TASK REQUIREMENTS:
For the listing below, return the line containing "let b = store.upsert_prediction(&v2).await.unwrap();", the line containing "let a = entries.iter().find(|e|", and all lines in between, exactly as written and nothing else.

EXERCISE INPUTS:

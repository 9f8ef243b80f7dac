//! Tests for the prediction store

use super::*;
use chrono::Duration;

fn day(d: u32) -> NaiveDate {
    NaiveDate::from_ymd_opt(2026, 4, d).unwrap()
}

fn prediction(event: &str, entrant: &str, rank: u32, win: f64) -> NewPrediction {
    NewPrediction {
        event_id: event.to_string(),
        event_date: day(1),
        venue: "Flemington".to_string(),
        entrant_id: entrant.to_string(),
        predicted_rank: rank,
        raw_win_prob: win + 0.02,
        predicted_win_prob: win,
        predicted_place_prob: (win * 2.5).min(0.9),
        confidence: 0.7,
        odds_at_prediction: Some(4.0),
        model_version: "v1".to_string(),
    }
}

#[tokio::test]
async fn test_upsert_overwrites_outstanding_prediction() {
    let store = Store::in_memory().await.unwrap();

    let first = store.upsert_prediction(&prediction("R1", "A", 1, 0.30)).await.unwrap();
    let second = store.upsert_prediction(&prediction("R1", "A", 2, 0.25)).await.unwrap();
    assert_eq!(first, second);

    let entries = store.event_entries("R1").await.unwrap();
    assert_eq!(entries.len(), 1);
    assert_eq!(entries[0].predicted_rank, 2);
    assert_eq!(entries[0].predicted_win_prob, 0.25);
    assert!(!entries[0].is_validated());
}

#[tokio::test]
async fn test_versions_are_separate_slots() {
    let store = Store::in_memory().await.unwrap();
    let mut v2 = prediction("R1", "A", 1, 0.30);
    v2.model_version = "v2".to_string();

    let a = store.upsert_prediction(&prediction("R1", "A", 1, 0.30)).await.unwrap();
    let b = store.upsert_prediction(&v2).await.unwrap();
    assert_ne!(a, b);
    assert_eq!(store.event_entries("R1").await.unwrap().len(), 2);
}

#[tokio::test]
async fn test_record_result_sets_position_only() {
    let store = Store::in_memory().await.unwrap();
    store.upsert_prediction(&prediction("R1", "A", 1, 0.30)).await.unwrap();
    store.upsert_prediction(&prediction("R1", "B", 2, 0.20)).await.unwrap();

    let updated = store.record_result("R1", "A", 3, Utc::now()).await.unwrap();
    assert_eq!(updated, 1);
    assert_eq!(store.record_result("R1", "Z", 1, Utc::now()).await.unwrap(), 0);

    let entries = store.event_entries("R1").await.unwrap();
    let a = entries.iter().find(|e| e.entrant_id == "A").unwrap();
    assert_eq!(a.actual_position, Some(3));
    assert!(a.is_validated());
    assert_eq!(a.predicted_win_prob, 0.30);
    assert_eq!(a.predicted_rank, 1);
    assert_eq!(a.odds_at_prediction, Some(4.0));

    let b = entries.iter().find(|e| e.entrant_id == "B").unwrap();
    assert_eq!(b.actual_position, None);
}

#[tokio::test]
async fn test_logging_after_validation_opens_a_new_slot() {
    let store = Store::in_memory().await.unwrap();
    let first = store.upsert_prediction(&prediction("R1", "A", 1, 0.30)).await.unwrap();
    store.record_result("R1", "A", 1, Utc::now()).await.unwrap();

    let second = store.upsert_prediction(&prediction("R1", "A", 1, 0.35)).await.unwrap();
    assert_ne!(first, second);

    let entries = store.event_entries("R1").await.unwrap();
    assert_eq!(entries.len(), 2);
    assert_eq!(entries.iter().filter(|e| e.is_validated()).count(), 1);
}

#[tokio::test]
async fn test_entry_filters() {
    let store = Store::in_memory().await.unwrap();

    let mut early = prediction("R1", "A", 1, 0.3);
    early.event_date = day(1);
    let mut late = prediction("R2", "B", 1, 0.3);
    late.event_date = day(10);
    late.venue = "Randwick".to_string();
    let mut other_version = prediction("R3", "C", 1, 0.3);
    other_version.event_date = day(5);
    other_version.model_version = "v2".to_string();

    for p in [&early, &late, &other_version] {
        store.upsert_prediction(p).await.unwrap();
    }
    store.record_result("R2", "B", 1, Utc::now()).await.unwrap();

    assert_eq!(store.entries(&EntryFilter::default()).await.unwrap().len(), 3);

    let validated = store.entries(&EntryFilter::validated()).await.unwrap();
    assert_eq!(validated.len(), 1);
    assert_eq!(validated[0].event_id, "R2");

    let window = store
        .entries(&EntryFilter::default().between(day(1), day(5)))
        .await
        .unwrap();
    assert_eq!(window.len(), 2);
    // ordered by event date
    assert_eq!(window[0].event_id, "R1");
    assert_eq!(window[1].event_id, "R3");

    let by_venue = store.entries(&EntryFilter::default().venue("Randwick")).await.unwrap();
    assert_eq!(by_venue.len(), 1);

    let by_version = store.entries(&EntryFilter::default().model_version("v2")).await.unwrap();
    assert_eq!(by_version.len(), 1);
    assert_eq!(by_version[0].entrant_id, "C");
}

#[tokio::test]
async fn test_historical_events_use_raw_probabilities() {
    let store = Store::in_memory().await.unwrap();
    store.upsert_prediction(&prediction("R1", "A", 1, 0.40)).await.unwrap();
    store.upsert_prediction(&prediction("R1", "B", 2, 0.20)).await.unwrap();
    store.upsert_prediction(&prediction("R2", "C", 1, 0.50)).await.unwrap();

    store.record_result("R1", "A", 2, Utc::now()).await.unwrap();
    store.record_result("R1", "B", 1, Utc::now()).await.unwrap();

    let events = store.historical_events(&EntryFilter::default()).await.unwrap();
    assert_eq!(events.len(), 1);
    let event = &events[0];
    assert_eq!(event.event_id, "R1");
    assert_eq!(event.probabilities.len(), 2);
    assert!((event.probabilities[0] - 0.42).abs() < 1e-9);
    assert_eq!(event.winners, vec![false, true]);
}

#[tokio::test]
async fn test_daily_accuracy_cache() {
    let store = Store::in_memory().await.unwrap();
    assert!(store.cached_daily_accuracy(day(1), None).await.unwrap().is_none());

    let metrics = AccuracyMetrics {
        total_predictions: 12,
        total_events: 2,
        winners_correct: 3,
        win_rate: 0.25,
        place_rate: 0.5,
        roi: -0.05,
        ..Default::default()
    };
    store.store_daily_accuracy(day(1), None, &metrics).await.unwrap();
    store
        .store_daily_accuracy(day(1), Some("Randwick"), &AccuracyMetrics::default())
        .await
        .unwrap();

    assert_eq!(store.cached_daily_accuracy(day(1), None).await.unwrap(), Some(metrics));
    assert_eq!(
        store.cached_daily_accuracy(day(1), Some("Randwick")).await.unwrap(),
        Some(AccuracyMetrics::default())
    );
    assert!(store.cached_daily_accuracy(day(2), None).await.unwrap().is_none());
}

#[tokio::test]
async fn test_model_performance_upsert_and_order() {
    let store = Store::in_memory().await.unwrap();
    let perf = |start: NaiveDate, end: NaiveDate, win_rate: f64| ModelPerformance {
        model_version: "v1".to_string(),
        date_start: start,
        date_end: end,
        total_predictions: 40,
        win_rate,
        place_rate: 0.4,
        roi: 0.02,
        brier_score: 0.08,
        calibration_error: 0.05,
        recorded_at: Utc::now(),
    };

    store.record_model_performance(&perf(day(1), day(7), 0.10)).await.unwrap();
    store.record_model_performance(&perf(day(8), day(14), 0.12)).await.unwrap();
    store.record_model_performance(&perf(day(1), day(7), 0.15)).await.unwrap();

    let rows = store.model_performance("v1").await.unwrap();
    assert_eq!(rows.len(), 2);
    assert_eq!(rows[0].date_end, day(14));
    assert_eq!(rows[1].win_rate, 0.15);
    assert!(store.model_performance("v9").await.unwrap().is_empty());
}

#[tokio::test]
async fn test_connect_creates_database_file() {
    let dir = tempfile::tempdir().unwrap();
    let path = dir.path().join("log.db");
    let config = DatabaseConfig {
        url: format!("sqlite://{}", path.display()),
        max_connections: 2,
    };

    let store = Store::connect(&config).await.unwrap();
    store.upsert_prediction(&prediction("R1", "A", 1, 0.3)).await.unwrap();
    assert!(path.exists());

    // schema creation is idempotent
    let reopened = Store::connect(&config).await.unwrap();
    let since = day(1) - Duration::days(1);
    let entries = reopened
        .entries(&EntryFilter::default().between(since, day(1)))
        .await
        .unwrap();
    assert_eq!(entries.len(), 1);
}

TASK SOLUTION:
    let b = store.upsert_prediction(&v2).await.unwrap();
    assert_ne!(a, b);
    assert_eq!(store.event_entries("R1").await.unwrap().len(), 2);
}

#[tokio::test]
async fn test_record_result_sets_position_only() {
    let store = Store::in_memory().await.unwrap();
    store.upsert_prediction(&prediction("R1", "A", 1, 0.30)).await.unwrap();
    store.upsert_prediction(&prediction("R1", "B", 2, 0.20)).await.unwrap();

    let updated = store.record_result("R1", "A", 3, Utc::now()).await.unwrap();
    assert_eq!(updated, 1);
    assert_eq!(store.record_result("R1", "Z", 1, Utc::now()).await.unwrap(), 0);

    let entries = store.event_entries("R1").await.unwrap();
    let a = entries.iter().find(|e| e.entrant_id == "A").unwrap();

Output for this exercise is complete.